- Problem details:
Only the lines from the opening of the material through the one containing "accumulates progress toward" should be reproduced, each exactly as it stands.

Data records Start Marker

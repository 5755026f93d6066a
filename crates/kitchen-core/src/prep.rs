//! Preparation progress machine.
//!
//! A [`PrepMachine`] accumulates progress toward [`PROGRESS_MAX`] at a fixed
//! per-tick rate. Automatic machines advance on every tick. Manual machines
//! advance only while liveness signals keep arriving; after
//! [`MANUAL_TIMEOUT_TICKS`] ticks without one they pause, keeping their
//! progress until the next signal.
//!
//! Each run is tagged with the occupant generation it was started for, so a
//! completion can be checked against the station's current contents.

use crate::fixed::Fixed64;
use serde::{Deserialize, Serialize};

/// Progress units needed to complete a preparation.
pub const PROGRESS_MAX: u32 = 100;

/// Ticks a manual preparation keeps running without a liveness signal.
pub const MANUAL_TIMEOUT_TICKS: u32 = 5;

#[derive(Debug, Clone, Copy, PartialEq, Eq, Serialize, Deserialize)]
pub enum PrepMode {
    Automatic,
    Manual,
}

#[derive(Debug, Clone, Copy, Default, PartialEq, Eq, Serialize, Deserialize)]
pub enum PrepPhase {
    #[default]
    Idle,
    InProgress,
    Paused,
    Complete,
}

/// What a single tick did to the machine.
#[derive(Debug, Clone, Copy, PartialEq, Eq)]
pub enum PrepTick {
    /// Not running (idle, complete, or still paused).
    Idle,
    Advanced,
    /// Reported once, on the transition into `Paused`.
    Paused,
    Completed { occupant: u64 },
}

#[derive(Debug, Clone, PartialEq, Serialize, Deserialize)]
pub struct PrepMachine {
    mode: PrepMode,
    /// Progress units per tick.
    rate: Fixed64,
    progress: Fixed64,
    phase: PrepPhase,
    since_signal: u32,
    occupant: u64,
}

impl PrepMachine {
    pub fn new(mode: PrepMode, rate: Fixed64) -> Self {
        Self {
            mode,
            rate,
            progress: Fixed64::ZERO,
            phase: PrepPhase::Idle,
            since_signal: 0,
            occupant: 0,
        }
    }

    /// Begin a run from zero for the given occupant generation.
    pub fn start(&mut self, occupant: u64) {
        self.progress = Fixed64::ZERO;
        self.phase = PrepPhase::InProgress;
        self.since_signal = 0;
        self.occupant = occupant;
    }

    /// Liveness signal. Resumes a paused run. Returns `true` if it resumed.
    pub fn signal(&mut self) -> bool {
        self.since_signal = 0;
        if self.phase == PrepPhase::Paused {
            self.phase = PrepPhase::InProgress;
            return true;
        }
        false
    }

    /// Drop the run and all accumulated progress.
    pub fn reset(&mut self) {
        self.progress = Fixed64::ZERO;
        self.phase = PrepPhase::Idle;
        self.since_signal = 0;
    }

    pub fn tick(&mut self) -> PrepTick {
        if self.phase != PrepPhase::InProgress {
            return PrepTick::Idle;
        }
        if self.mode == PrepMode::Manual {
            if self.since_signal >= MANUAL_TIMEOUT_TICKS {
                self.phase = PrepPhase::Paused;
                return PrepTick::Paused;
            }
            self.since_signal += 1;
        }

        self.progress = self.progress.saturating_add(self.rate);
        if self.progress >= Fixed64::from_num(PROGRESS_MAX) {
            self.progress = Fixed64::from_num(PROGRESS_MAX);
            self.phase = PrepPhase::Complete;
            return PrepTick::Completed {
                occupant: self.occupant,
            };
        }
        PrepTick::Advanced
    }

    pub fn mode(&self) -> PrepMode {
        self.mode
    }

    pub fn rate(&self) -> Fixed64 {
        self.rate
    }

    pub fn progress(&self) -> Fixed64 {
        self.progress
    }

    pub fn phase(&self) -> PrepPhase {
        self.phase
    }

    /// Running or paused mid-run.
    pub fn is_active(&self) -> bool {
        matches!(self.phase, PrepPhase::InProgress | PrepPhase::Paused)
    }

    pub fn occupant(&self) -> u64 {
        self.occupant
    }
}
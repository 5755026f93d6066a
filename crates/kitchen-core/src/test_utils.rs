//! Shared test helpers for integration tests and benchmarks.
//!
//! Gated behind `#[cfg(any(test, feature = "test-utils"))]` so these helpers
//! are available in unit tests, integration tests, and benchmarks (via the
//! `test-utils` feature).

use crate::catalog::{Catalog, CatalogBuilder, FoodKind, FoodTags, PrepMethod, PrepSpeed};
use crate::config::KitchenConfig;
use crate::fixed::Fixed64;
use crate::id::FoodId;
use crate::kitchen::Kitchen;
use crate::station::StationKind;

// ===========================================================================
// Fixed-point helper
// ===========================================================================

pub fn fixed(v: f64) -> Fixed64 {
    Fixed64::from_num(v)
}

// ===========================================================================
// Reference menu
// ===========================================================================

/// A small but complete menu: a burger chain, chopped and fried sides, an
/// instant egg, a drink, pizzas with toppings, and dirty plates.
#[derive(Debug, Clone)]
pub struct ReferenceMenu {
    pub catalog: Catalog,
    // Burgers
    pub bun: FoodId,
    pub patty_raw: FoodId,
    pub patty_cooked: FoodId,
    pub patty_burnt: FoodId,
    pub burger: FoodId,
    // Sides
    pub lettuce: FoodId,
    pub lettuce_chopped: FoodId,
    pub potato: FoodId,
    pub potato_chopped: FoodId,
    pub fries: FoodId,
    pub egg: FoodId,
    pub egg_fried: FoodId,
    // Drinks
    pub cup: FoodId,
    pub soda: FoodId,
    // Pizzas
    pub cheese: FoodId,
    pub pepperoni: FoodId,
    pub olives: FoodId,
    pub pizza_raw: FoodId,
    pub pizza: FoodId,
    pub pizza_burnt: FoodId,
    pub pizza_margherita: FoodId,
    pub pizza_pepperoni: FoodId,
    // Dishes
    pub dirty_plate: FoodId,
}

pub fn reference_builder() -> CatalogBuilder {
    let mut b = CatalogBuilder::new();

    let bun = b.register_food("bun", FoodKind::Food);
    let patty_raw = b.register_food("patty_raw", FoodKind::Food);
    let patty_cooked = b.register_food("patty_cooked", FoodKind::Food);
    let patty_burnt = b.register_food("patty_burnt", FoodKind::Food);
    let burger = b.register_food("burger", FoodKind::Food);

    let lettuce = b.register_food("lettuce", FoodKind::Food);
    let lettuce_chopped = b.register_food("lettuce_chopped", FoodKind::Food);
    let potato = b.register_food("potato", FoodKind::Food);
    let potato_chopped = b.register_food("potato_chopped", FoodKind::Food);
    let fries = b.register_food("fries", FoodKind::Food);
    let egg = b.register_food("egg", FoodKind::Food);
    let egg_fried = b.register_food("egg_fried", FoodKind::Food);

    let cup = b.register_food("cup", FoodKind::Food);
    let soda = b.register_food("soda", FoodKind::Drink);

    let cheese = b.register_food("cheese", FoodKind::Food);
    let pepperoni = b.register_food("pepperoni", FoodKind::Food);
    let olives = b.register_food("olives", FoodKind::Food);
    let pizza_raw = b.register_food("pizza_raw", FoodKind::plain_pizza());
    let pizza = b.register_food("pizza", FoodKind::plain_pizza());
    let pizza_burnt = b.register_food("pizza_burnt", FoodKind::plain_pizza());
    b.register_food(
        "pizza_margherita",
        FoodKind::Pizza {
            toppings: vec![cheese],
        },
    );
    b.register_food(
        "pizza_pepperoni",
        FoodKind::Pizza {
            toppings: vec![cheese, pepperoni],
        },
    );

    let dirty_plate = b.register_food("dirty_plate", FoodKind::Food);

    let prep = |b: &mut CatalogBuilder, food, method, speed, result| {
        b.set_preparation(food, method, speed, result)
            .expect("reference food exists");
    };
    prep(&mut b, patty_raw, PrepMethod::Fry, PrepSpeed::Normal, Some(patty_cooked));
    prep(&mut b, patty_cooked, PrepMethod::Fry, PrepSpeed::Normal, Some(patty_burnt));
    prep(&mut b, lettuce, PrepMethod::Chop, PrepSpeed::Normal, Some(lettuce_chopped));
    prep(&mut b, potato, PrepMethod::Chop, PrepSpeed::Normal, Some(potato_chopped));
    prep(&mut b, potato_chopped, PrepMethod::DeepFry, PrepSpeed::Normal, Some(fries));
    prep(&mut b, egg, PrepMethod::Fry, PrepSpeed::Instant, Some(egg_fried));
    prep(&mut b, cup, PrepMethod::Soda, PrepSpeed::Normal, Some(soda));
    prep(&mut b, pizza_raw, PrepMethod::Oven, PrepSpeed::Normal, Some(pizza));
    prep(&mut b, pizza, PrepMethod::Oven, PrepSpeed::Normal, Some(pizza_burnt));
    prep(&mut b, dirty_plate, PrepMethod::Wash, PrepSpeed::Normal, None);

    b.add_combination(bun, patty_cooked, burger)
        .expect("reference food exists");
    for topping in [cheese, pepperoni, olives] {
        b.add_combination(pizza_raw, topping, topping)
            .expect("reference food exists");
    }

    let tag = |b: &mut CatalogBuilder, food, tags| {
        b.set_tags(food, tags).expect("reference food exists");
    };
    tag(&mut b, patty_raw, FoodTags::raw());
    tag(&mut b, patty_burnt, FoodTags::burnt());
    tag(&mut b, pizza_raw, FoodTags::pizza_base());
    tag(&mut b, pizza_burnt, FoodTags::burnt());
    tag(&mut b, dirty_plate, FoodTags::dirty_plate());

    b
}

pub fn reference_menu() -> ReferenceMenu {
    let catalog = reference_builder()
        .build()
        .expect("reference catalog is valid");
    let id = |name: &str| catalog.food_id(name).expect("reference food exists");
    ReferenceMenu {
        bun: id("bun"),
        patty_raw: id("patty_raw"),
        patty_cooked: id("patty_cooked"),
        patty_burnt: id("patty_burnt"),
        burger: id("burger"),
        lettuce: id("lettuce"),
        lettuce_chopped: id("lettuce_chopped"),
        potato: id("potato"),
        potato_chopped: id("potato_chopped"),
        fries: id("fries"),
        egg: id("egg"),
        egg_fried: id("egg_fried"),
        cup: id("cup"),
        soda: id("soda"),
        cheese: id("cheese"),
        pepperoni: id("pepperoni"),
        olives: id("olives"),
        pizza_raw: id("pizza_raw"),
        pizza: id("pizza"),
        pizza_burnt: id("pizza_burnt"),
        pizza_margherita: id("pizza_margherita"),
        pizza_pepperoni: id("pizza_pepperoni"),
        dirty_plate: id("dirty_plate"),
        catalog,
    }
}

// ===========================================================================
// Kitchen helpers
// ===========================================================================

/// Config with the reference menu and a fixed seed.
pub fn config() -> KitchenConfig {
    let mut config = KitchenConfig {
        seed: 7,
        ..KitchenConfig::default()
    };
    config.orders.menu = ["burger", "fries", "soda", "pizza_pepperoni"]
        .into_iter()
        .map(String::from)
        .collect();
    config
}

/// Kitchen with the reference menu and no stations.
pub fn kitchen() -> Kitchen {
    Kitchen::new(reference_menu().catalog, config()).expect("reference kitchen is valid")
}

pub fn fryer(rate: f64) -> StationKind {
    StationKind::AutomaticPrep {
        method: PrepMethod::Fry,
        rate: fixed(rate),
    }
}

pub fn deep_fryer(rate: f64) -> StationKind {
    StationKind::AutomaticPrep {
        method: PrepMethod::DeepFry,
        rate: fixed(rate),
    }
}

pub fn oven(rate: f64) -> StationKind {
    StationKind::AutomaticPrep {
        method: PrepMethod::Oven,
        rate: fixed(rate),
    }
}

pub fn chopping_board(rate: f64) -> StationKind {
    StationKind::ManualPrep {
        method: PrepMethod::Chop,
        rate: fixed(rate),
    }
}

pub fn sink(rate: f64) -> StationKind {
    StationKind::ManualPrep {
        method: PrepMethod::Wash,
        rate: fixed(rate),
    }
}

/// Run the kitchen for `seconds` of simulated time.
pub fn run_seconds(kitchen: &mut Kitchen, seconds: f64) {
    let ticks = kitchen.ticks(seconds);
    kitchen.advance(ticks);
}
//! The kitchen: owns every station, the conveyor and the order book, and
//! advances them on a fixed tick.
//!
//! # Architecture
//!
//! The `Kitchen` owns:
//! - The immutable [`Catalog`]
//! - Stations in a slotmap arena, each with its own slot and prep machine
//! - A [`Conveyor`] of send-off and return belts
//! - An [`OrderManager`] that also receives conveyor deliveries
//! - A [`ShiftClock`], a [`Scoreboard`] and an [`EventBus`]
//!
//! # Step pipeline
//!
//! Each `step()` runs:
//! 1. **Clock** -- increment the tick counter
//! 2. **Stations** -- advance preparation
//! 3. **Conveyor** -- fire belt arrivals and plate returns
//! 4. **Orders** -- fire spawn and expiry timers
//! 5. **Shift** -- end the shift if its time is up
//! 6. **Delivery** -- hand buffered events to subscribers
//!
//! Actor calls (`interact`, `complete_order`, ...) run between steps and
//! deliver their own events before returning.

use crate::catalog::{Catalog, CatalogBuilder, CatalogError};
use crate::config::{ConfigError, KitchenConfig};
use crate::conveyor::{BeltDirection, Conveyor, ConveyorNote};
use crate::event::{
    Event, EventBus, EventFilter, EventKind, InteractionSite, Listener, SubscriberPriority,
};
use crate::fixed::{Fixed64, Ticks};
use crate::id::{BeltId, FoodId, OrderId, StationId, SubscriptionId};
use crate::interaction::{InteractionResponse, InteractionResult};
use crate::item::KitchenItem;
use crate::order::{CompletionOutcome, DeliverySink, OrderManager, OrderNote};
use crate::score::Scoreboard;
use crate::sim::{AdvanceResult, ShiftClock, ShiftState, SimState};
use crate::station::{Station, StationKind, StationNote};
use slotmap::SlotMap;

#[derive(Debug, thiserror::Error)]
pub enum KitchenError {
    #[error(transparent)]
    Catalog(#[from] CatalogError),
    #[error(transparent)]
    Config(#[from] ConfigError),
}

#[derive(Debug)]
pub struct Kitchen {
    catalog: Catalog,
    config: KitchenConfig,
    pub sim_state: SimState,
    paused: bool,
    stations: SlotMap<StationId, Station>,
    conveyor: Conveyor,
    orders: OrderManager,
    shift: ShiftClock,
    scoreboard: Scoreboard,
    event_bus: EventBus,
}

impl Kitchen {
    /// Validate the configuration and resolve the menu against the catalog.
    pub fn new(catalog: Catalog, config: KitchenConfig) -> Result<Self, KitchenError> {
        config.validate()?;
        let menu = config
            .orders
            .menu
            .iter()
            .map(|name| {
                catalog
                    .food_id(name)
                    .ok_or_else(|| ConfigError::UnknownMenuFood(name.clone()))
            })
            .collect::<Result<Vec<FoodId>, _>>()?;

        let tps = config.ticks_per_second;
        let orders = OrderManager::new(menu, config.orders.timing(tps), config.seed);
        let conveyor = Conveyor::new(config.conveyor.timing(tps));
        let shift = ShiftClock::new(config.shift_seconds.map(|s| config.ticks(s)));

        Ok(Self {
            catalog,
            config,
            sim_state: SimState::new(),
            paused: false,
            stations: SlotMap::with_key(),
            conveyor,
            orders,
            shift,
            scoreboard: Scoreboard::default(),
            event_bus: EventBus::default(),
        })
    }

    /// Build the catalog and the kitchen in one go.
    pub fn from_builder(builder: CatalogBuilder, config: KitchenConfig) -> Result<Self, KitchenError> {
        Self::new(builder.build()?, config)
    }

    // -----------------------------------------------------------------------
    // Layout
    // -----------------------------------------------------------------------

    pub fn add_station(&mut self, kind: StationKind) -> Result<StationId, ConfigError> {
        validate_station(&kind)?;
        Ok(self.stations.insert(Station::new(kind)))
    }

    /// Add a station pre-seeded with an item. A seeded automatic station
    /// reports `PrepStarted` on the next delivery, so subscribers added
    /// after the layout still see it.
    pub fn add_station_with_item(
        &mut self,
        kind: StationKind,
        item: KitchenItem,
    ) -> Result<StationId, ConfigError> {
        validate_station(&kind)?;
        let (station, notes) = Station::with_item(&self.catalog, kind, item);
        let id = self.stations.insert(station);
        let now = self.sim_state.tick;
        for note in notes {
            self.emit_station_note(id, note, now);
        }
        Ok(id)
    }

    pub fn add_belt(&mut self, direction: BeltDirection) -> BeltId {
        self.conveyor.add_belt(direction)
    }

    // -----------------------------------------------------------------------
    // Actor calls
    // -----------------------------------------------------------------------

    /// An actor holding `item` (or nothing) interacts with a station. Unknown
    /// stations hand the item straight back.
    pub fn interact(&mut self, station: StationId, item: Option<KitchenItem>) -> InteractionResponse {
        let now = self.sim_state.tick;
        let Some(target) = self.stations.get_mut(station) else {
            log::warn!("interaction with unknown station {station:?}");
            return InteractionResponse::refused(item);
        };
        let report = target.interact(&self.catalog, item);
        log::debug!("station {station:?}: {:?}", report.response.result);

        if let Some(event) = interaction_event(report.response.result, InteractionSite::Station(station), now) {
            self.emit(event);
        }
        for note in report.notes {
            self.emit_station_note(station, note, now);
        }
        self.flush();
        report.response
    }

    /// Sustained-action signal on a manual station. Returns whether the
    /// station is preparing afterwards.
    pub fn interact_with_task(&mut self, station: StationId) -> bool {
        let now = self.sim_state.tick;
        let Some(target) = self.stations.get_mut(station) else {
            log::warn!("task signal for unknown station {station:?}");
            return false;
        };
        let notes = target.interact_with_task(&self.catalog);
        let preparing = target.is_preparing();
        for note in notes {
            self.emit_station_note(station, note, now);
        }
        self.flush();
        preparing
    }

    pub fn interact_belt(&mut self, belt: BeltId, item: Option<KitchenItem>) -> InteractionResponse {
        let now = self.sim_state.tick;
        let response = self.conveyor.interact(belt, item, now);
        if let Some(event) = interaction_event(response.result, InteractionSite::Belt(belt), now) {
            self.emit(event);
        }
        self.flush();
        response
    }

    pub fn start_shift(&mut self) -> bool {
        let now = self.sim_state.tick;
        if !self.shift.start(now) {
            return false;
        }
        log::info!("shift started at tick {now}");
        self.emit(Event::ShiftStarted { tick: now });
        self.orders.start(now);
        self.conveyor.prime(now, &self.catalog);
        self.flush();
        true
    }

    /// End a running shift: stop spawning and drop every pending order.
    pub fn end_shift(&mut self) -> bool {
        let ended = self.finish_shift();
        self.flush();
        ended
    }

    pub fn add_random_order(&mut self) -> Option<OrderId> {
        let id = self.orders.add_random_order(self.sim_state.tick);
        self.flush();
        id
    }

    pub fn add_order(&mut self, food: FoodId, max_wait: Ticks) -> OrderId {
        let id = self.orders.add_order(food, self.sim_state.tick, max_wait);
        self.flush();
        id
    }

    pub fn complete_order(
        &mut self,
        food: FoodId,
        toppings: &[FoodId],
        has_plate: bool,
    ) -> CompletionOutcome {
        let outcome = self
            .orders
            .complete_order(&self.catalog, food, toppings, has_plate);
        self.flush();
        outcome
    }

    /// Hand an item straight to the order book.
    pub fn deliver(&mut self, item: &KitchenItem) -> CompletionOutcome {
        let outcome = self.orders.deliver(&self.catalog, item, self.sim_state.tick);
        self.flush();
        outcome
    }

    pub fn expire_order(&mut self, order: OrderId) -> bool {
        let expired = self.orders.expire_order(order).is_some();
        self.flush();
        expired
    }

    // -----------------------------------------------------------------------
    // Event system
    // -----------------------------------------------------------------------

    pub fn on(&mut self, kind: EventKind, listener: Listener) -> SubscriptionId {
        self.event_bus.on(kind, listener)
    }

    pub fn on_filtered(
        &mut self,
        kind: EventKind,
        priority: SubscriberPriority,
        filter: Option<EventFilter>,
        listener: Listener,
    ) -> SubscriptionId {
        self.event_bus.on_filtered(kind, priority, filter, listener)
    }

    pub fn unsubscribe(&mut self, id: SubscriptionId) -> bool {
        self.event_bus.unsubscribe(id)
    }

    pub fn suppress_event(&mut self, kind: EventKind) {
        self.event_bus.suppress(kind);
    }

    // -----------------------------------------------------------------------
    // Advance
    // -----------------------------------------------------------------------

    pub fn pause(&mut self) {
        self.paused = true;
    }

    pub fn resume(&mut self) {
        self.paused = false;
    }

    pub fn is_paused(&self) -> bool {
        self.paused
    }

    /// Run `steps` ticks, stopping early if the shift runs out.
    pub fn advance(&mut self, steps: u64) -> AdvanceResult {
        let mut result = AdvanceResult::default();
        if self.paused {
            return result;
        }
        for _ in 0..steps {
            result.steps_run += 1;
            if self.step_internal() {
                result.shift_ended = true;
                break;
            }
        }
        result
    }

    pub fn step(&mut self) -> AdvanceResult {
        self.advance(1)
    }

    /// One tick. Returns whether the shift ended during it.
    fn step_internal(&mut self) -> bool {
        self.sim_state.tick += 1;
        let now = self.sim_state.tick;

        let mut station_notes = Vec::new();
        for (id, station) in self.stations.iter_mut() {
            for note in station.tick(&self.catalog) {
                station_notes.push((id, note));
            }
        }
        for (id, note) in station_notes {
            self.emit_station_note(id, note, now);
        }

        self.conveyor.tick(now, &self.catalog, &mut self.orders);
        self.orders.tick(now);

        let shift_ended = self.shift.is_due(now) && self.finish_shift();
        self.flush();
        shift_ended
    }

    fn finish_shift(&mut self) -> bool {
        if !self.shift.end() {
            return false;
        }
        let now = self.sim_state.tick;
        self.orders.stop();
        log::info!("shift over at tick {now}: {}", self.scoreboard);
        self.emit(Event::ShiftEnded { tick: now });
        true
    }

    // -----------------------------------------------------------------------
    // Internal: events
    // -----------------------------------------------------------------------

    fn emit(&mut self, event: Event) {
        self.scoreboard.record(&event);
        self.event_bus.emit(event);
    }

    fn emit_station_note(&mut self, station: StationId, note: StationNote, tick: Ticks) {
        let event = match note {
            StationNote::PrepStarted => Event::PrepStarted { station, tick },
            StationNote::PrepEnded => Event::PrepEnded { station, tick },
            StationNote::PrepPaused => Event::PrepPaused { station, tick },
            StationNote::FoodBurnt { food } => {
                log::debug!("station {station:?} burnt {}", self.catalog.name(food));
                Event::FoodBurnt { station, food, tick }
            }
            StationNote::Prepared { from, to } => Event::FoodPrepared {
                station,
                from,
                to,
                tick,
            },
        };
        self.emit(event);
    }

    /// Turn order and conveyor notes into events, then deliver everything
    /// buffered so far.
    fn flush(&mut self) {
        let tick = self.sim_state.tick;
        for note in self.conveyor.drain_notes() {
            let event = match note {
                ConveyorNote::SentOff { belt } => Event::PlateSentOff { belt, tick },
                ConveyorNote::PlateReturned { belt } => Event::PlateReturned { belt, tick },
                ConveyorNote::Delivered { .. } => continue,
            };
            self.emit(event);
        }
        for note in self.orders.drain_notes() {
            let event = match note {
                OrderNote::Created { order, food } => Event::OrderCreated { order, food, tick },
                OrderNote::Completed { order, food, score } => Event::OrderCompleted {
                    order,
                    food,
                    score,
                    tick,
                },
                OrderNote::Expired {
                    order,
                    food,
                    reason,
                } => Event::OrderExpired {
                    order,
                    food,
                    reason,
                    tick,
                },
                OrderNote::NoPlate { order, food } => Event::NoPlateWarning { order, food, tick },
            };
            self.emit(event);
        }
        self.event_bus.deliver();
    }

    // -----------------------------------------------------------------------
    // Queries
    // -----------------------------------------------------------------------

    pub fn catalog(&self) -> &Catalog {
        &self.catalog
    }

    pub fn config(&self) -> &KitchenConfig {
        &self.config
    }

    pub fn tick(&self) -> Ticks {
        self.sim_state.tick
    }

    /// Convert seconds to ticks at this kitchen's tick rate.
    pub fn ticks(&self, seconds: f64) -> Ticks {
        self.config.ticks(seconds)
    }

    pub fn food_id(&self, name: &str) -> Option<FoodId> {
        self.catalog.food_id(name)
    }

    pub fn station(&self, id: StationId) -> Option<&Station> {
        self.stations.get(id)
    }

    pub fn stations(&self) -> impl Iterator<Item = (StationId, &Station)> {
        self.stations.iter()
    }

    pub fn station_count(&self) -> usize {
        self.stations.len()
    }

    pub fn conveyor(&self) -> &Conveyor {
        &self.conveyor
    }

    pub fn orders(&self) -> &OrderManager {
        &self.orders
    }

    pub fn scoreboard(&self) -> &Scoreboard {
        &self.scoreboard
    }

    pub fn shift_state(&self) -> ShiftState {
        self.shift.state()
    }

    pub fn shift_remaining(&self) -> Option<Ticks> {
        self.shift.remaining(self.sim_state.tick)
    }
}

fn validate_station(kind: &StationKind) -> Result<(), ConfigError> {
    match kind {
        StationKind::AutomaticPrep { rate, .. } | StationKind::ManualPrep { rate, .. }
            if *rate <= Fixed64::ZERO =>
        {
            Err(ConfigError::ZeroPrepRate)
        }
        _ => Ok(()),
    }
}

fn interaction_event(result: InteractionResult, site: InteractionSite, tick: Ticks) -> Option<Event> {
    match result {
        InteractionResult::None => None,
        InteractionResult::PlacedByPlayer | InteractionResult::PlacedObjectByPlayer => {
            Some(Event::ItemPlaced { site, tick })
        }
        InteractionResult::TakenByPlayer => Some(Event::ItemTaken { site, tick }),
        InteractionResult::CombinedByPlayer => Some(Event::ItemCombined { site, tick }),
    }
}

Data records End Marker

- Task response:
repository 5755026f93d6066a
filename crates/kitchen-core/src/prep.rs
//! Preparation progress machine.
//!
//! A [`PrepMachine`] accumulates progress toward [`PROGRESS_MAX`] at a fixed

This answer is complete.